[[ Material shown, beginning ]]

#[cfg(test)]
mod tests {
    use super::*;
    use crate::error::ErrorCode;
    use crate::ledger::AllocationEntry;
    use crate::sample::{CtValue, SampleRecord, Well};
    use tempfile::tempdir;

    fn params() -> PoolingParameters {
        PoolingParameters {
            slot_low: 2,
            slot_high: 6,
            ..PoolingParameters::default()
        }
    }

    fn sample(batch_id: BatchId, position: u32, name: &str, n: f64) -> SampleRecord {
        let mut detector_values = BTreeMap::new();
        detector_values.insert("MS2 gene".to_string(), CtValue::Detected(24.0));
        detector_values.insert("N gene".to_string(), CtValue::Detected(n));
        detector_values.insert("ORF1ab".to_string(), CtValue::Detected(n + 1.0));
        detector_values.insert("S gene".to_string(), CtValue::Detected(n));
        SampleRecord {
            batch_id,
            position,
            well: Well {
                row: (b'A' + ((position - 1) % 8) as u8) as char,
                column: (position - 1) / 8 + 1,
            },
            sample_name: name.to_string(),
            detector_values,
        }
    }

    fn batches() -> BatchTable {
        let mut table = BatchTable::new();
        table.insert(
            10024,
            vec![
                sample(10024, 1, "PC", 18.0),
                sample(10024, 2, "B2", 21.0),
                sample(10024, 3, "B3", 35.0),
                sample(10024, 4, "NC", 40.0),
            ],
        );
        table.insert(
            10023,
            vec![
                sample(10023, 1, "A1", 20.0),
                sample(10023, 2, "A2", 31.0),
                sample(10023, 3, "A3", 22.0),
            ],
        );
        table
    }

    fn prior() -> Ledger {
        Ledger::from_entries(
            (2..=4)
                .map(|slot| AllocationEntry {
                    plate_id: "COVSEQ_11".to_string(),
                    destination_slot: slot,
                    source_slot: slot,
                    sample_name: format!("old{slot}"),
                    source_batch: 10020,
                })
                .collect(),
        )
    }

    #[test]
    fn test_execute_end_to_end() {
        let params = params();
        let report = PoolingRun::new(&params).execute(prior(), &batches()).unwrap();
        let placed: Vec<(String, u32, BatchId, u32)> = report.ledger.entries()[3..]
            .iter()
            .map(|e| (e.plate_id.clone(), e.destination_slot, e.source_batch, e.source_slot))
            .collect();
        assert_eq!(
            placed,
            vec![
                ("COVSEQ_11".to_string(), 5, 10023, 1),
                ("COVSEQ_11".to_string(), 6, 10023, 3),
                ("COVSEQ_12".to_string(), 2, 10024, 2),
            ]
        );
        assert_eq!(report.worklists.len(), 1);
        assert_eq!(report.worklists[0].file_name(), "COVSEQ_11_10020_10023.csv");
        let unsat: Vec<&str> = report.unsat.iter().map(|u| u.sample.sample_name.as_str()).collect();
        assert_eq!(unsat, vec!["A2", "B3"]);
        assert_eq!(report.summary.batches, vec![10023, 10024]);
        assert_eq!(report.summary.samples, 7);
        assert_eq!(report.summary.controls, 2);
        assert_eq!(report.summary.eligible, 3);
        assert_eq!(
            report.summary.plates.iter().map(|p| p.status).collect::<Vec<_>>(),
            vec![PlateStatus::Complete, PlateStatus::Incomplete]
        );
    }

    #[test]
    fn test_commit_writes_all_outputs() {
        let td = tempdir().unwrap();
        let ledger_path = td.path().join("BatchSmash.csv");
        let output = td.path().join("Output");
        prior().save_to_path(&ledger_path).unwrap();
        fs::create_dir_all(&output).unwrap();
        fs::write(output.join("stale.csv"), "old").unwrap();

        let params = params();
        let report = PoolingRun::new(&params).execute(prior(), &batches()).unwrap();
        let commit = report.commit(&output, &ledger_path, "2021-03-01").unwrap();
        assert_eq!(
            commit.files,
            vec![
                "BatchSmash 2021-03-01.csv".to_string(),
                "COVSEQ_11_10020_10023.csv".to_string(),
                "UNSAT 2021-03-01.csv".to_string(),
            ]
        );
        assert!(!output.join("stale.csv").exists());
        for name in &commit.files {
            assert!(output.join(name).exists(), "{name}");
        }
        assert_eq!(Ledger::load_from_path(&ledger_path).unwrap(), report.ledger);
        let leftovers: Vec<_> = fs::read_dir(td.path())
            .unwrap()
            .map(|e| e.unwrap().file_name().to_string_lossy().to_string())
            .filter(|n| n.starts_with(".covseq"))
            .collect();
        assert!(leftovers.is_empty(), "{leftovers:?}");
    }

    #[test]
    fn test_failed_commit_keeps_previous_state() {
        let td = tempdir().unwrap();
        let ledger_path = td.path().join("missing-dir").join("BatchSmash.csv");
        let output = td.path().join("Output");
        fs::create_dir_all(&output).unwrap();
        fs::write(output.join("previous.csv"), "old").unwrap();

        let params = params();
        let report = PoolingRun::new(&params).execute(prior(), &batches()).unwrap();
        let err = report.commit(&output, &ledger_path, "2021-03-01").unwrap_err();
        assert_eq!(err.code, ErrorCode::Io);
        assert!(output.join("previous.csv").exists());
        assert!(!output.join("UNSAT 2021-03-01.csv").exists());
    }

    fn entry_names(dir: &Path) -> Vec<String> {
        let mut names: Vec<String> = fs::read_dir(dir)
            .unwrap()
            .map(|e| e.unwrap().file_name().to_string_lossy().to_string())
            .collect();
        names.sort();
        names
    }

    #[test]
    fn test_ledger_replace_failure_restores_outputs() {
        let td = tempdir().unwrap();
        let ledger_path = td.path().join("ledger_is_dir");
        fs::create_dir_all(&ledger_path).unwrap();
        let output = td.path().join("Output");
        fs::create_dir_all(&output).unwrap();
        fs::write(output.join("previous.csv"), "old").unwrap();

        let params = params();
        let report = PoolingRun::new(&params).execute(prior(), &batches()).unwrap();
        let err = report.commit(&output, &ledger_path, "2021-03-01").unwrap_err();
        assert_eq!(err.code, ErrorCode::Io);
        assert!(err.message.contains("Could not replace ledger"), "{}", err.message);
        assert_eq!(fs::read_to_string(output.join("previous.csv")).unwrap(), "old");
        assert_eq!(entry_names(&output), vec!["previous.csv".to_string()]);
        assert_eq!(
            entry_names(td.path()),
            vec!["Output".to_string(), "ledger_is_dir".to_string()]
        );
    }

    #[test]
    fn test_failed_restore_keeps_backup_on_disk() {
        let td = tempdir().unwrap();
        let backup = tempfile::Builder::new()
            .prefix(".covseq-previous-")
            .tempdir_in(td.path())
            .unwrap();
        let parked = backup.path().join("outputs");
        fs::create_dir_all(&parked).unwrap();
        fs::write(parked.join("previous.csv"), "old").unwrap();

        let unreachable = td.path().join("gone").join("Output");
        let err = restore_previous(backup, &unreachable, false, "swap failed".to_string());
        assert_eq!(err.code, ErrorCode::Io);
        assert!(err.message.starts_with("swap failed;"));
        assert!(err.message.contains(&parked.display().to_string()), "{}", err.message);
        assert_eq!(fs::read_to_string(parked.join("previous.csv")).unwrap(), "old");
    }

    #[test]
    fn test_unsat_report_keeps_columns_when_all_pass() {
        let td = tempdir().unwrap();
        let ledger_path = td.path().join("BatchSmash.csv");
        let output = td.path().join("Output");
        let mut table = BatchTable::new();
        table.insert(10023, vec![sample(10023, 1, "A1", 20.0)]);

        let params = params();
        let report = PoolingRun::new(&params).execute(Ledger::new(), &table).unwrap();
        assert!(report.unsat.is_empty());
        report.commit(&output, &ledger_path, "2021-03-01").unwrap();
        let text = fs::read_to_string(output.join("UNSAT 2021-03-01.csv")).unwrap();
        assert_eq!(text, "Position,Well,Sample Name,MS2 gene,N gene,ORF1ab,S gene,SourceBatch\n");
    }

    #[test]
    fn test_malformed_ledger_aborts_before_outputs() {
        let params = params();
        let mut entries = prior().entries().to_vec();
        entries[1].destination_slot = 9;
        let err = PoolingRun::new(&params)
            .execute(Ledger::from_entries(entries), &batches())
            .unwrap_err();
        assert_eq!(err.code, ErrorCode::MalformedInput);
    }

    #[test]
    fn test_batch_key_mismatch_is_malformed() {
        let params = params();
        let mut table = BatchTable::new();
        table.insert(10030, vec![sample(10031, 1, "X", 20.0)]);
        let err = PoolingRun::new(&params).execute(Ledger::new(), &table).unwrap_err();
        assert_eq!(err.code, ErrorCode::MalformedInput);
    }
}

[[ Material shown, end ]]

Instructions for the task: Return only the number of lines in the entries above that contain the word "exists".

Task response: 4